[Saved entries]
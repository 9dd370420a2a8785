//! Extract command: batch conversion of listing files to tables

use super::shared::{self, ProcessingStats};
use crate::app::services::list_parser::{ListingFile, ListingVariant};
use crate::app::services::listing_scanner::{ListingFileInfo, ListingScanner};
use crate::app::services::table_export::TableWriter;
use crate::cli::args::ExtractArgs;
use crate::config::Config;
use crate::{Error, Result};
use colored::Colorize;
use std::time::Instant;
use tracing::{info, warn};

/// Number of head lines scanned for variant detection
const DETECT_SCAN_LINES: usize = 5000;

/// Run the extract command
pub fn run_extract(args: ExtractArgs) -> Result<ProcessingStats> {
    shared::setup_logging(&args)?;
    args.validate()?;
    let config = shared::load_configuration(&args)?;

    let started = Instant::now();

    let scanner = ListingScanner::new();
    let files = scanner.scan(&config.processing.input_path)?;
    if files.is_empty() {
        return Err(Error::configuration(format!(
            "No listing files found under: {}",
            config.processing.input_path.display()
        )));
    }

    if config.processing.dry_run {
        return dry_run_report(&config, &files, started);
    }

    config.ensure_output_directory()?;
    let writer = TableWriter::new(
        &config.processing.output_path,
        config.processing.force_overwrite,
    );
    let start_date = config.parse_start_date()?;

    let progress = args
        .show_progress()
        .then(|| shared::create_progress_bar(files.len() as u64, "Extracting budget tables"));

    let mut stats = ProcessingStats::default();
    for file in &files {
        if let Some(pb) = &progress {
            pb.set_message(file.filename());
        }

        match extract_one(file, &config, &writer, start_date) {
            Ok((blocks, written)) => {
                stats.files_processed += 1;
                stats.blocks_extracted += blocks;
                for (path, size) in written {
                    stats
                        .output_sizes
                        .push((path.display().to_string(), size));
                }
            }
            Err(err) if shared::is_critical_error(&err) => return Err(err),
            Err(err) => {
                warn!("skipping {}: {}", file.path.display(), err);
                stats.files_failed += 1;
            }
        }

        if let Some(pb) = &progress {
            pb.inc(1);
        }
    }
    if let Some(pb) = progress {
        pb.finish_and_clear();
    }

    stats.processing_time = started.elapsed();
    if !args.quiet {
        print_summary(&stats);
    }
    Ok(stats)
}

/// Extract and export one listing file
fn extract_one(
    file: &ListingFileInfo,
    config: &Config,
    writer: &TableWriter,
    start_date: Option<chrono::NaiveDateTime>,
) -> Result<(usize, Vec<(std::path::PathBuf, u64)>)> {
    let variant = resolve_variant(file, config)?;
    info!(
        "extracting {} as {} listing",
        file.path.display(),
        variant
    );

    let listing = ListingFile::new(&file.path, variant)?;
    let loaded = listing.load(config.processing.max_blocks)?;
    let written = writer.write_tables(&file.stem, &loaded, config.export.format, start_date)?;
    Ok((loaded.len(), written))
}

fn resolve_variant(file: &ListingFileInfo, config: &Config) -> Result<ListingVariant> {
    match config.processing.variant {
        Some(variant) => Ok(variant),
        None => ListingVariant::detect(&file.path, DETECT_SCAN_LINES),
    }
}

fn dry_run_report(
    config: &Config,
    files: &[ListingFileInfo],
    started: Instant,
) -> Result<ProcessingStats> {
    println!("{}", "Dry run - no output will be written".yellow().bold());
    println!();
    for file in files {
        let variant = resolve_variant(file, config)
            .map(|v| v.to_string())
            .unwrap_or_else(|_| "unrecognized".to_string());
        println!(
            "  {:<12} {:>10}  {}",
            variant,
            ProcessingStats::format_size(file.size_bytes),
            file.path.display()
        );
    }
    println!();
    println!("{} file(s) would be processed", files.len());

    Ok(ProcessingStats {
        files_processed: files.len(),
        processing_time: started.elapsed(),
        ..Default::default()
    })
}

fn print_summary(stats: &ProcessingStats) {
    println!();
    println!("{}", "Extraction complete".green().bold());
    println!("  Files processed:  {}", stats.files_processed);
    if stats.files_failed > 0 {
        println!(
            "  Files failed:     {}",
            stats.files_failed.to_string().red()
        );
    }
    println!("  Blocks extracted: {}", stats.blocks_extracted);
    println!(
        "  Output written:   {} across {} file(s)",
        ProcessingStats::format_size(stats.total_output_size()),
        stats.output_sizes.len()
    );
    println!("  Elapsed:          {:.2?}", stats.processing_time);
}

*What to work on:*
When a line among the entries above contains "services", copy it.

*Task output:*
use crate::app::services::list_parser::{ListingFile, ListingVariant};
use crate::app::services::listing_scanner::{ListingFileInfo, ListingScanner};
use crate::app::services::table_export::TableWriter;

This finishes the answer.